___ Input for this task ___

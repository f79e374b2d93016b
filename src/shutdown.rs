//! Structured shutdown coordination for the balancer's long-lived tasks.
//!
//! One watch channel carries the process-wide shutdown signal. It can be
//! fired from inside a managed task (the control surface's `quit`) or from
//! the process signal path, via a cloned [`ShutdownHandle`]; the accept loop
//! and every background task subscribe to the same channel. Draining waits
//! for managed tasks up to a timeout, then aborts whatever is left. Panics in
//! background tasks are surfaced as shutdown errors.

use std::time::Duration;

use thiserror::Error;
use tokio::sync::watch;
use tokio::task::{JoinError, JoinSet};
use tracing::{error, info};

#[derive(Debug, Error)]
pub enum ShutdownError {
    #[error("A background task panicked during shutdown")]
    Panic(#[from] JoinError),
    #[error("Graceful shutdown timed out after {0:?}")]
    Timeout(Duration),
}

/// Fires the process-wide shutdown signal. Cheap to clone into any task that
/// may need to stop the balancer.
#[derive(Debug, Clone)]
pub struct ShutdownHandle {
    tx: watch::Sender<()>,
}

impl ShutdownHandle {
    pub fn trigger(&self) {
        // Send only fails with no receivers left, at which point everything
        // that could observe the signal is already gone.
        let _ = self.tx.send(());
    }
}

/// Owns the balancer's background tasks and the shutdown signal they watch.
pub struct ShutdownCoordinator {
    tasks: JoinSet<()>,
    shutdown_tx: watch::Sender<()>,
}

impl ShutdownCoordinator {
    pub fn new() -> Self {
        let (shutdown_tx, _) = watch::channel(());
        Self { tasks: JoinSet::new(), shutdown_tx }
    }

    /// Spawns a task managed by the coordinator. If the coordinator is
    /// dropped, all managed tasks are immediately aborted.
    pub fn spawn_task<F>(&mut self, task: F)
    where
        F: std::future::Future<Output = ()> + Send + 'static,
    {
        self.tasks.spawn(task);
    }

    /// Returns a new receiver for the shutdown signal. Each task should
    /// subscribe before the signal can fire.
    pub fn subscribe(&self) -> watch::Receiver<()> {
        self.shutdown_tx.subscribe()
    }

    /// Returns a handle that fires the shutdown signal.
    pub fn handle(&self) -> ShutdownHandle {
        ShutdownHandle { tx: self.shutdown_tx.clone() }
    }

    /// Immediately aborts all managed tasks without waiting for cleanup.
    pub fn abort_all(&mut self) {
        self.tasks.abort_all();
    }

    /// Fires the shutdown signal (idempotent if already fired) and waits for
    /// all managed tasks to finish, up to `timeout`. Consumes the
    /// coordinator.
    ///
    /// Returns `Ok(())` if every task finished in time; a panic or a timeout
    /// is reported as an error, and on timeout the stragglers are aborted.
    pub async fn graceful_shutdown(self, timeout: Duration) -> Result<(), ShutdownError> {
        let ShutdownCoordinator { mut tasks, shutdown_tx } = self;

        info!("Broadcasting shutdown signal to all {} background tasks...", tasks.len());
        let _ = shutdown_tx.send(());

        let join_all = async {
            while let Some(res) = tasks.join_next().await {
                res?;
            }
            Ok(())
        };

        match tokio::time::timeout(timeout, join_all).await {
            Ok(Ok(())) => {
                info!("All background tasks completed gracefully.");
                Ok(())
            }
            Ok(Err(e)) => {
                error!(error = %e, "A background task panicked during shutdown.");
                Err(ShutdownError::Panic(e))
            }
            Err(_) => {
                error!("Shutdown timeout of {:?} exceeded. Aborting remaining tasks.", timeout);
                tasks.abort_all();
                Err(ShutdownError::Timeout(timeout))
            }
        }
    }
}

impl Default for ShutdownCoordinator {
    fn default() -> Self {
        Self::new()
    }
}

___

**Instructions for the task**
Return, word for word, each line from the one that contains "impl Default for" through the end of the listing above.

**Exercise response**
impl Default for ShutdownCoordinator {
    fn default() -> Self {
        Self::new()
    }
}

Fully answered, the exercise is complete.